Venezuela´s president Hugo Chavéz has recently tapped into his country’s most powerful figurehead and source of mythical material, the Libertador Simón Bolívar. This is not the first time – in fact most of Chavéz’ self-styled persona is built following in the steps of Bolívar – neither has he been the first one to do it. In The Magic of the State, Michael Taussig tells us how the whole country is constantly using the figure of Bolívar as a source of energy, a mystical and magical one, and in fact many political revolutionaries in history have attempted to gain some of his power, in ways that include being possessed by his spirit, notably Álvaro Fayad of the M-19 guerrillas that stole his sword: “It was not simply to re-appropriate the history of the Liberator (…) It was to continue that history. That’s why we took the sword”(Taussig, 1997,189). But if Bolívar has always been a mythical figure, object of semi-religious adoration, the most recent event marks perhaps the first time that a scientific procedure – forensic analysis - is used, not to dismantle the construction of these fetishes, but in fact to help produce them.
In the morning of July 16, 2010 Simón Bolívar was removed from his grave so that a governmental forensic team could analyse the remnants of a death that occurred almost 200 years ago, a death which Chavéz suspects was the result of a conspiracy. According to most history books, Bolívar died from tuberculosis in 1830 after having successfully achieved the independence of several Central-American nations from Spanish colonial rule. But if arsenic poisoning is proven to be the cause of death, this will obviously enhance the figure of Bolívar as a heroic persona, isolated, in charge of a nation, resistant against colonialism and made the object of treacherous assassination attempts. Better still, it will also add to the parallels with Chavéz’s own political persona, who claims to be the target of assassination attempts by Colombia or USA’s yanquis.
It is noticeable how two distinct types of magic were present in this evocation: at the same time that forensic scientific rituals were followed - everyone wearing breathing masks, hairnets, protective contamination suits and gloves - the state was also on show with a performance of its own, with the military (now dressed in scientific white) marching to the national anthem, and proceeding to open the burial casket and fold the Venezuelan flag so that it covered the body. In the background another gigantic flag hung on the wall, while state television documented the overall procedure. We can see that here we are not witnessing a dichotomy between science and the magic of spirit possession, or between modernity and ‘primitive’ thought. It is more that the scientific enquiry into objects provides the most up-to-date and thorough process for the ‘revelation’ of material’s hidden secrets. More than anything, it is a sense of animism that permeates the entire process, the belief in both the object’s spiritual properties and it’s capacity to tell a story, as only a human (living being) would be able to do. And as the example shows, this capacity was in no way questioned by modernity.
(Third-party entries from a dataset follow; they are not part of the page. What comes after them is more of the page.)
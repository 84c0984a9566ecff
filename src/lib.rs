//! ### What is Wireline?
//! Wireline is a typed, bidirectional handler pipeline for assembling protocol
//! stacks out of small, composable stages.
//!
//! ### What is a Pipeline?
//! The fundamental abstraction is the [Pipeline](crate::channel::Pipeline): an
//! ordered chain of request/response [handlers](crate::channel::Handler)
//! through which inbound messages flow from a transport toward application
//! logic and outbound messages flow back. Each handler transforms, buffers,
//! frames, decodes or encodes messages, possibly changing their type as they
//! progress. Once you chain handlers together, it provides an agile way to
//! convert a raw data stream into the desired message type and the inverse --
//! desired message type to raw data stream.
//!
//! A [Handler](crate::channel::Handler) should do one and only one function,
//! just like the UNIX philosophy. If you have a handler that is doing more
//! than one function, split it into individual handlers.
//!
//! ### How does an event flow in a Pipeline?
//! ```text
//!                                                       | write()
//!   +---------------------------------------------------+---------------+
//!   |                             Pipeline              |               |
//!   |                                                  \|/              |
//!   |    +----------+----------+------------+-----------+----------+    |
//!   |    |                       Handler  N                        |    |
//!   |    +----------+----------+------------+-----------+----------+    |
//!   |              /|\                                  |               |
//!   |               |                                   |               |
//!   |          Context.fire_read()            Context.fire_write()      |
//!   |               |                                   |               |
//!   |               |                                  \|/              |
//!   |    +----------+----------+------------+-----------+----------+    |
//!   |    |                       Handler  1                        |    |
//!   |    +----------+----------+------------+-----------+----------+    |
//!   |              /|\                                  |               |
//!   +---------------+-----------------------------------+---------------+
//!                   | read()                            |
//!                   |                                  \|/
//!   +---------------+-----------------------------------+---------------+
//!   |               |                                   |               |
//!   |            Transport (socket reads, queued writes)               |
//!   +-------------------------------------------------------------------+
//! ```
//!
//! A pipeline is typed end to end: `Pipeline<R, W>` reads `R`s at the front
//! and accepts `W`s for writing at the back, and every edge between two
//! adjacent handlers is checked when the pipeline is
//! [finalized](crate::channel::Pipeline::finalize). A handler declares which
//! directions it services; inbound events visit only inbound handlers,
//! front to back, while outbound operations visit outbound handlers back to
//! front and hand back a [completion](crate::channel::WriteFuture).
//!
//! ### Assembling a pipeline
//! ```ignore
//! let pipeline: Pipeline<BytesMut, String> = Pipeline::new();
//! pipeline
//!     .add_back(AsyncTransport::new(writer))?
//!     .add_back(ByteToMessageCodec::new(Box::new(LineBasedFrameDecoder::new(
//!         8192,
//!         true,
//!         TerminatorType::Both,
//!     ))))?
//!     .add_back(StringCodec::new())?;
//! let pipeline = pipeline.finalize()?;
//!
//! pipeline.read(BytesMut::from(&b"hello\r\n"[..]))?;
//! let done = pipeline.write("hi there\r\n".to_string())?;
//! ```
//!
//! It is very important to be strict in the order of insertion as handlers
//! are ordered by insertion: index 0 is the front, closest to the transport.
#![warn(rust_2018_idioms)]
#![warn(missing_docs)]

pub mod channel;
pub mod codec;
pub mod error;
pub mod transport;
But what is it that this decaying corpse will tell the world? How is it going to be made to speak? One should bear in mind that it is not simply being investigated in order to reveal that which state of the art technical procedures of bone or tissue analysis, and the whole gamut of C.S.I.-type technologies might be able to tell, but to confirm a long-devised theory. So the probability is that either the object tells what it is expected to tell, or that it will remain silent due to ‘technical shortcomings’. But one should not expect from this research to hear words that in any way might undermine Simón Bolívar’s role as Venezuela’s premier heroic figure. Neither one should expect that the conclusions and data are made open to public scrutiny. Bolívar is not only the body but also the spirit of the state, and in this case forensics will only re-affirm that. It cannot do otherwise. In fact the decision to exhume Bolívar’s sacred body after all these years, insists that inside that coffin is the state’s all-pervading soul. This reified body is the central monument of Venezuela, its most important symbol and most sacred fetish.
On Twitter, Chavéz himself has written: "That glorious skeleton must be Bolívar, because his flame can be felt. Bolívar lives!" Exactly how Bolívar lives is yet to be discovered. Does he live in the history books and in the fact of an independent Venezuela? Or does he live through yet another attempt of spirit possession and re-incarnation? This is now up for grabs. But the event of his exhumation at least exposes to daylight a glimpse of the magic rituals that serve as modus-operandi for most of contemporary politics.